A more recent 2010 study of 35 post lung transplant patients who underwent a combination of esophageal function testing, upper endoscopy, barium swallow, and gastric emptying looked at the prevalence and extent of GERD in this population. The prevalence of GERD was 51% in patients who had undergone lung transplantation and the type of transplantation also played a role. 31% of patients undergoing unilateral transplantation, 56% of patients undergoing bilateral lung transplantation and 100% of patients undergoing retransplantation had GERD (P=0.047). Of patients with GERD, 36% had ineffective esophageal motility, compared with 6% of patients without GERD (P=0.037). The manometric profile of the LES was similar between patients with and without GERD by LES pressure, LES total length, and LES abdominal length. Delayed gastric emptying was seen in 36% of patients and Barrett’s esophagus was seen in 12% (15).

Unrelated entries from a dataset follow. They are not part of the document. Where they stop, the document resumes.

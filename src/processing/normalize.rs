//! Offer normalization: title cleanup, brand guessing, fingerprints and the
//! final-price computation.

use regex::Regex;
use std::sync::OnceLock;

use crate::models::{NormalizedOffer, RawOffer};
use crate::processing::pricing::compute_final_price;

/// Brands we can reliably spot inside a listing title.
const KNOWN_BRANDS: &[&str] = &[
    "lenovo", "asus", "acer", "hp", "huawei", "apple", "samsung", "xiaomi", "realme", "dell",
    "msi",
];

/// Product fingerprints are full md5 digests; image hashes keep 16 hex chars.
const IMG_HASH_LEN: usize = 16;

fn whitespace_re() -> &'static Regex {
    static RE: OnceLock<Regex> = OnceLock::new();
    RE.get_or_init(|| Regex::new(r"\s+").expect("static regex"))
}

/// Collapses runs of whitespace and trims the ends.
pub fn norm_title(title: &str) -> String {
    whitespace_re().replace_all(title, " ").trim().to_string()
}

/// Title-cases a human-readable name (`"re:store moscow"` → `"Re:store Moscow"`).
fn std_name(value: &str) -> Option<String> {
    let cleaned = norm_title(value);
    if cleaned.is_empty() {
        return None;
    }
    let cased = cleaned
        .split(' ')
        .map(|word| {
            let mut chars = word.chars();
            match chars.next() {
                Some(first) => {
                    first.to_uppercase().collect::<String>() + chars.as_str().to_lowercase().as_str()
                }
                None => String::new(),
            }
        })
        .collect::<Vec<_>>()
        .join(" ");
    Some(cased)
}

pub fn std_seller(value: Option<&str>) -> Option<String> {
    value.and_then(std_name)
}

/// Allow-list brand lookup over the lowercased title.
pub fn guess_brand(title: &str) -> Option<String> {
    let lower = title.to_lowercase();
    for brand in KNOWN_BRANDS {
        if lower.contains(brand) {
            return std_name(brand);
        }
    }
    None
}

/// Content fingerprint: md5 over the space-joined lowercase title, brand and
/// model. Deterministic for equal normalized inputs.
pub fn fingerprint(title: &str, brand: Option<&str>, model: Option<&str>) -> String {
    let mut parts: Vec<String> = vec![title.to_lowercase()];
    if let Some(brand) = brand {
        parts.push(brand.to_string());
    }
    if let Some(model) = model {
        parts.push(model.to_string());
    }
    let base = parts.join(" ");
    format!("{:x}", md5::compute(base.as_bytes()))
}

/// Image fingerprint: truncated md5 of the image URL.
pub fn img_hash(img_url: &str) -> String {
    let digest = format!("{:x}", md5::compute(img_url.as_bytes()));
    digest[..IMG_HASH_LEN].to_string()
}

/// Builds the canonical offer from a parsed card.
///
/// `external_id` is extracted from the URL by the site adapter;
/// `shipping_cost` is the configured flat surcharge.
pub fn normalize(raw: &RawOffer, external_id: String, shipping_cost: i64) -> NormalizedOffer {
    let title = norm_title(&raw.title);
    let brand = guess_brand(&title);
    let seller = std_seller(raw.seller.as_deref());
    let finger = fingerprint(&title, brand.as_deref(), None);
    let img_hash = raw.img.as_deref().map(img_hash);

    let price_final = compute_final_price(
        raw.price,
        &raw.promo_flags,
        raw.shipping_days,
        raw.shipping_included,
        raw.subscription,
        raw.price_in_cart,
        shipping_cost,
    );

    NormalizedOffer {
        source: raw.source,
        external_id,
        title,
        url: raw.url.clone(),
        img: raw.img.clone(),
        img_hash,
        brand,
        category: None,
        seller,
        finger,
        price: raw.price,
        price_old: raw.price_old,
        price_final,
        discount_pct: None,
        shipping_days: raw.shipping_days,
        promo_flags: raw.promo_flags.clone(),
        shipping_included: raw.shipping_included,
        price_in_cart: raw.price_in_cart,
        subscription: raw.subscription,
        geoid: raw.geoid.clone(),
    }
}
//! Metric registration plus the listing/category statistics that watch for
//! scraping anomalies.

use std::collections::HashMap;
use std::net::SocketAddr;

use anyhow::{Context, Result};
use metrics::{describe_counter, describe_gauge, describe_histogram, gauge};
use metrics_exporter_prometheus::PrometheusBuilder;
use parking_lot::Mutex;

use crate::models::NormalizedOffer;
use crate::notifier::monitoring::Monitoring;

/// Installs the Prometheus exporter and registers metric descriptions.
/// Call once per binary, after the runtime is up.
pub fn install_exporter(port: u16) -> Result<()> {
    let addr: SocketAddr = ([0, 0, 0, 0], port).into();
    PrometheusBuilder::new()
        .with_http_listener(addr)
        .install()
        .context("install prometheus exporter")?;
    describe();
    Ok(())
}

/// Registers descriptions for every metric the service emits.
pub fn describe() {
    describe_counter!("dlq_tasks_total", "Total tasks processed from DLQ");
    describe_gauge!("dlq_backlog", "Current number of tasks in DLQ");
    describe_counter!("budget_exceeded_total", "Total budget exceed events");
    describe_counter!("tasks_skipped_total", "Total skipped tasks");
    describe_histogram!("render_latency_seconds", "Latency of page rendering");
    describe_counter!("render_errors_total", "Total render errors");
    describe_counter!("parse_errors_total", "Total parse errors");
    describe_gauge!("listing_empty_share", "Share of empty listings");
    describe_gauge!("category_avg_price", "Average price per category");
    describe_gauge!("category_no_price_share", "Share of items without price");
    describe_gauge!("category_price_p50", "Median price per category");
    describe_gauge!("category_price_p90", "P90 price per category");
}

/// Rolling share of empty listings per domain.
#[derive(Default)]
pub struct ListingStats {
    counts: Mutex<HashMap<String, (u64, u64)>>,
}

impl ListingStats {
    pub fn new() -> Self {
        Self::default()
    }

    pub fn record(&self, domain: &str, empty: bool) {
        let share = {
            let mut counts = self.counts.lock();
            let entry = counts.entry(domain.to_string()).or_insert((0, 0));
            entry.0 += 1;
            if empty {
                entry.1 += 1;
            }
            entry.1 as f64 / entry.0 as f64
        };
        gauge!("listing_empty_share", share, "domain" => domain.to_string());
    }
}

/// Per-category price statistics. A halving or doubling of a category's card
/// count or average price between two runs raises a monitoring alert.
#[derive(Default)]
pub struct CategoryStats {
    previous: Mutex<HashMap<String, (usize, f64)>>,
}

impl CategoryStats {
    pub fn new() -> Self {
        Self::default()
    }

    pub async fn update(&self, items: &[NormalizedOffer], monitoring: &Monitoring) {
        let mut grouped: HashMap<String, Vec<Option<i64>>> = HashMap::new();
        for item in items {
            let cat = item.category.clone().unwrap_or_else(|| "unknown".to_string());
            grouped.entry(cat).or_default().push(item.price);
        }

        let mut alerts = Vec::new();
        for (category, prices) in grouped {
            let total = prices.len();
            let mut priced: Vec<i64> = prices.iter().filter_map(|p| *p).collect();
            priced.sort_unstable();
            let with_price = priced.len();
            let avg = if with_price > 0 {
                priced.iter().sum::<i64>() as f64 / with_price as f64
            } else {
                0.0
            };
            let no_price_share = if total > 0 {
                (total - with_price) as f64 / total as f64
            } else {
                0.0
            };

            gauge!("category_avg_price", avg, "category" => category.clone());
            gauge!("category_no_price_share", no_price_share, "category" => category.clone());
            if !priced.is_empty() {
                gauge!("category_price_p50", quantile(&priced, 0.5), "category" => category.clone());
                gauge!("category_price_p90", quantile(&priced, 0.9), "category" => category.clone());
            }

            let mut previous = self.previous.lock();
            let (prev_total, prev_avg) = previous.get(&category).copied().unwrap_or((0, 0.0));
            if prev_total > 0
                && ((total as f64) < prev_total as f64 * 0.5
                    || (total as f64) > prev_total as f64 * 2.0)
            {
                alerts.push(format!(
                    "Anomalous card count in category {category}: {prev_total} -> {total}"
                ));
            }
            if prev_avg > 0.0 && (avg < prev_avg * 0.5 || avg > prev_avg * 2.0) {
                alerts.push(format!(
                    "Anomalous average price in category {category}: {prev_avg:.2} -> {avg:.2}"
                ));
            }
            previous.insert(category, (total, avg));
        }

        for alert in alerts {
            monitoring.notify(&alert).await;
        }
    }
}

/// Lower nearest-rank quantile of a sorted series.
fn quantile(sorted: &[i64], q: f64) -> f64 {
    if sorted.is_empty() {
        return 0.0;
    }
    let idx = ((sorted.len() - 1) as f64 * q).floor() as usize;
    sorted[idx.min(sorted.len() - 1)] as f64
}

Other studies have tried looking at specific esophageal motility disorders after lung transplantation. A recent retrospective cohort study from Massachusetts General Hospital and Brigham and Women’s Hospital reviewed 57 patients without jackhammer esophagus pre-lung transplant with high resolution manometry. Fifteen (25.4%) patients were found to have new jackhammer esophagus post-transplant. Patients with newly diagnosed jackhammer esophagus after lung transplant were older (61.3±5.3 vs. 51.6±15.6; P=0.02) and had more COPD (47.6% vs. 16.6%; P=0.03). There was no significant difference between body mass index, opioid use, pre-transplant esophageal manometry findings, surgical ischemic time, occurrence of gastroparesis, or measured post-transplant outcomes between the 2 groups (16).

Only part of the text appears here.